____ Given entries

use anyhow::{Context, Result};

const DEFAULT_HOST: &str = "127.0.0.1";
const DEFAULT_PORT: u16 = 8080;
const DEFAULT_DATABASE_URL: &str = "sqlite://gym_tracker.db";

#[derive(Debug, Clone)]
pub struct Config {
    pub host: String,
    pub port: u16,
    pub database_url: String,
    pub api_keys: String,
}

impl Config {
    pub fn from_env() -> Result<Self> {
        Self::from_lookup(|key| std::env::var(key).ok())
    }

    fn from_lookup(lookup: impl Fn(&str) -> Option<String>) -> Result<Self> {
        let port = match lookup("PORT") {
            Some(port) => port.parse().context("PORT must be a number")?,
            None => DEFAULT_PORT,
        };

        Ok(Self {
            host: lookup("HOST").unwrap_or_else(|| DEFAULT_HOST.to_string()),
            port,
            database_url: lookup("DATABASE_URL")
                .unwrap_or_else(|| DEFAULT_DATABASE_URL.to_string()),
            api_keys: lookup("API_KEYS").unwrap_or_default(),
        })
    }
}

________
____ Given entries

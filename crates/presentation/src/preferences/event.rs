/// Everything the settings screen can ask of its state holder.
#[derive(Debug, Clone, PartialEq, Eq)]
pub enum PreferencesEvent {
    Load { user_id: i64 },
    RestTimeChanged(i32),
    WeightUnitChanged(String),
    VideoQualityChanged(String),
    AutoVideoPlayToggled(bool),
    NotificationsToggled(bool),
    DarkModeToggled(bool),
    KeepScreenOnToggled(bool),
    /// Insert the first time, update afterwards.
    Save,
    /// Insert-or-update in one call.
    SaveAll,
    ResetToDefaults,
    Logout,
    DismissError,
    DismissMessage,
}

________

#### Work required:
Quote the data above from the line containing "pub enum PreferencesEvent" to the line containing "time, update afterwards.", inclusive, and stop.

#### Exercise response:
pub enum PreferencesEvent {
    Load { user_id: i64 },
    RestTimeChanged(i32),
    WeightUnitChanged(String),
    VideoQualityChanged(String),
    AutoVideoPlayToggled(bool),
    NotificationsToggled(bool),
    DarkModeToggled(bool),
    KeepScreenOnToggled(bool),
    /// Insert the first time, update afterwards.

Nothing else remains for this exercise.